Task prompt.
Scan the entries below and count the lines holding the string "struct". Supply only the number.

Extracted data.
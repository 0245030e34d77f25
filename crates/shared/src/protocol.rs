use serde::{Deserialize, Serialize};

use crate::domain::{Color, DeviceState, Mode, Status};

pub fn state_route() -> &'static str {
    "/config/state"
}

pub fn config_route() -> &'static str {
    "/config"
}

pub fn hostname_route() -> &'static str {
    "/hostname"
}

/// Device state as returned by `GET /config/state` and `POST /config`.
#[derive(Debug, Clone, Default, PartialEq, Serialize, Deserialize)]
pub struct StateSnapshot {
    #[serde(default, skip_serializing_if = "Option::is_none")]
    pub color: Option<Color>,
    #[serde(default, skip_serializing_if = "Option::is_none")]
    pub mode_num: Option<u8>,
    #[serde(default, skip_serializing_if = "Option::is_none")]
    pub mode: Option<Mode>,
    #[serde(default, skip_serializing_if = "Option::is_none")]
    pub brightness: Option<u8>,
    #[serde(default, skip_serializing_if = "Option::is_none")]
    pub speed: Option<u8>,
    #[serde(default, skip_serializing_if = "Option::is_none")]
    pub status: Option<Status>,
}

impl StateSnapshot {
    /// Overlays every field present in the snapshot onto `state`.
    pub fn merge_into(&self, state: &mut DeviceState) {
        if let Some(color) = self.color {
            state.color = Some(color);
        }
        if let Some(mode_num) = self.mode_num {
            state.mode_num = Some(mode_num);
        }
        if let Some(mode) = self.mode {
            state.mode = Some(mode);
        }
        if let Some(brightness) = self.brightness {
            state.brightness = Some(brightness);
        }
        if let Some(speed) = self.speed {
            state.speed = Some(speed);
        }
        if let Some(status) = &self.status {
            state.status = Some(status.clone());
        }
    }
}

/// Body of `POST /config`. Numeric fields are signed and wide so the device can clamp.
#[derive(Debug, Clone, Default, PartialEq, Serialize, Deserialize)]
pub struct ConfigCommand {
    #[serde(default, skip_serializing_if = "Option::is_none")]
    pub color: Option<[i64; 4]>,
    #[serde(default, skip_serializing_if = "Option::is_none")]
    pub brightness: Option<i64>,
    #[serde(default, skip_serializing_if = "Option::is_none")]
    pub mode: Option<String>,
    #[serde(default, skip_serializing_if = "Option::is_none")]
    pub mode_num: Option<i64>,
    #[serde(default, skip_serializing_if = "Option::is_none")]
    pub speed: Option<i64>,
    #[serde(default, skip_serializing_if = "Option::is_none")]
    pub status: Option<String>,
}

impl ConfigCommand {
    pub fn color(color: Color) -> Self {
        Self {
            color: Some([
                i64::from(color.r),
                i64::from(color.g),
                i64::from(color.b),
                i64::from(color.a),
            ]),
            ..Self::default()
        }
    }

    pub fn brightness(brightness: u8) -> Self {
        Self {
            brightness: Some(i64::from(brightness)),
            ..Self::default()
        }
    }

    pub fn mode(mode: Mode) -> Self {
        Self {
            mode: Some(mode.as_str().to_string()),
            ..Self::default()
        }
    }

    pub fn speed(speed: u8) -> Self {
        Self {
            speed: Some(i64::from(speed)),
            ..Self::default()
        }
    }

    pub fn status(status: impl Into<String>) -> Self {
        Self {
            status: Some(status.into()),
            ..Self::default()
        }
    }

    pub fn is_empty(&self) -> bool {
        self.color.is_none()
            && self.brightness.is_none()
            && self.mode.is_none()
            && self.mode_num.is_none()
            && self.speed.is_none()
            && self.status.is_none()
    }
}

#[derive(Debug, Clone, PartialEq, Eq, Serialize, Deserialize)]
pub struct HostnameResponse {
    pub hostname: String,
}

#[derive(Debug, Clone, PartialEq, Eq, Serialize, Deserialize)]
pub struct StatusResponse {
    pub status: Status,
}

Reply to the exercise.
4